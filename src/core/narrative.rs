//! Markdown explanation attached to every estimate.
//!
//! The layout is consumed verbatim by display code, so the order and wording of
//! the lines below must not drift. Lines ending in two spaces are markdown line
//! breaks.

use crate::core::statistics::ClusterStats;
use crate::utils::format::{format_currency, format_fixed, format_percent};

pub struct Narrative<'a> {
    pub stats: &'a ClusterStats,
    pub target_area_acres: f64,
    pub locality: Option<&'a str>,
    pub current_price_per_acre: Option<f64>,
    pub similarity_threshold: f64,
}

impl Narrative<'_> {
    /// Ordered report lines; `None` entries are conditional lines that do not apply.
    fn sections(&self) -> Vec<Option<String>> {
        let stats = self.stats;
        let variation = format_percent(stats.coefficient_of_variation);
        let locality = self
            .locality
            .map(|l| format!(" in {}", l))
            .unwrap_or_default();

        vec![
            Some(format!(
                "Analysis based on a cluster of properties with characteristics most similar to your property ({} of {} properties){}:  ",
                stats.member_count, stats.total_count, locality
            )),
            Some(String::new()),
            Some(format!("• Average price per acre: {}  ", format_currency(stats.mean))),
            Some(format!(
                "• Range within cluster: {} to {} per acre  ",
                format_currency(stats.min),
                format_currency(stats.max)
            )),
            Some(format!("• Price variation: {}%  ", variation)),
            Some(format!(
                "• Your property: {} acres  ",
                format_fixed(self.target_area_acres, 2)
            )),
            self.current_price_per_acre
                .map(|p| format!("• Current property value per acre: {}", format_currency(p))),
            Some(format!("• Outliers excluded: {} properties  ", stats.outlier_count)),
            Some(String::new()),
            Some(format!(
                "This estimate uses similarity clustering to group properties with similar prices per acre (within {}% of each other) and selects the most relevant cluster for analysis. The coefficient of variation ({}%) indicates the spread of prices within the cluster - a lower percentage suggests more consistent pricing.",
                threshold_percent(self.similarity_threshold),
                variation
            )),
        ]
    }

    pub fn render(&self) -> String {
        self.sections()
            .into_iter()
            .flatten()
            .collect::<Vec<_>>()
            .join("\n")
    }
}

/// `0.25` -> `25`, `0.125` -> `12.5`.
fn threshold_percent(threshold: f64) -> String {
    let text = format_fixed(threshold * 100.0, 2);
    text.trim_end_matches('0').trim_end_matches('.').to_string()
}
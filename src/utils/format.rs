/// Whole-dollar US currency: `$1,234,567`. Rounds half away from zero.
pub fn format_currency(value: f64) -> String {
    let rounded = value.round();
    let sign = if rounded < 0.0 { "-" } else { "" };
    let digits = format!("{:.0}", rounded.abs());

    let mut grouped = String::with_capacity(digits.len() + digits.len() / 3);
    for (i, ch) in digits.chars().enumerate() {
        if i > 0 && (digits.len() - i) % 3 == 0 {
            grouped.push(',');
        }
        grouped.push(ch);
    }

    format!("{}${}", sign, grouped)
}

/// Fixed-point text with `decimals` places. Ties round away from zero
/// (`2.125` -> `2.13`); plain `{:.2}` would round them to even.
pub fn format_fixed(value: f64, decimals: usize) -> String {
    let factor = 10f64.powi(decimals as i32);
    let scaled = (value * factor).round() / factor;
    let rounded = if scaled.is_finite() { scaled } else { value };
    format!("{:.*}", decimals, rounded)
}

/// Ratio rendered as a percentage with one decimal, e.g. `0.0244` -> `2.4`.
pub fn format_percent(ratio: f64) -> String {
    format_fixed(ratio * 100.0, 1)
}

#[cfg(test)]
mod tests {
    use super::*;

    #[test]
    fn test_format_currency_grouping() {
        assert_eq!(format_currency(0.0), "$0");
        assert_eq!(format_currency(999.0), "$999");
        assert_eq!(format_currency(1_000.0), "$1,000");
        assert_eq!(format_currency(102_500.0), "$102,500");
        assert_eq!(format_currency(1_234_567.0), "$1,234,567");
    }

    #[test]
    fn test_format_currency_rounding() {
        assert_eq!(format_currency(10_250.4), "$10,250");
        assert_eq!(format_currency(10_250.5), "$10,251");
        assert_eq!(format_currency(999.6), "$1,000");
        assert_eq!(format_currency(-1_500.0), "-$1,500");
    }

    #[test]
    fn test_format_fixed_rounds_ties_up() {
        assert_eq!(format_fixed(2.125, 2), "2.13");
        assert_eq!(format_fixed(0.25, 1), "0.3");
        assert_eq!(format_fixed(-2.125, 2), "-2.13");
        // 1.005 is stored just below the tie
        assert_eq!(format_fixed(1.005, 2), "1.00");
        assert_eq!(format_fixed(10.0, 2), "10.00");
    }

    #[test]
    fn test_format_percent() {
        assert_eq!(format_percent(0.024390243902439025), "2.4");
        assert_eq!(format_percent(0.0), "0.0");
        assert_eq!(format_percent(0.5), "50.0");
        assert_eq!(format_percent(0.0125), "1.3");
    }
}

────────────────────────────────────────

» Exercise requirements
Show the lines of the entries that include the string "utils", copying each in full.

» Exercise solution
use crate::utils::format::{format_currency, format_fixed, format_percent};
filename src/utils/format.rs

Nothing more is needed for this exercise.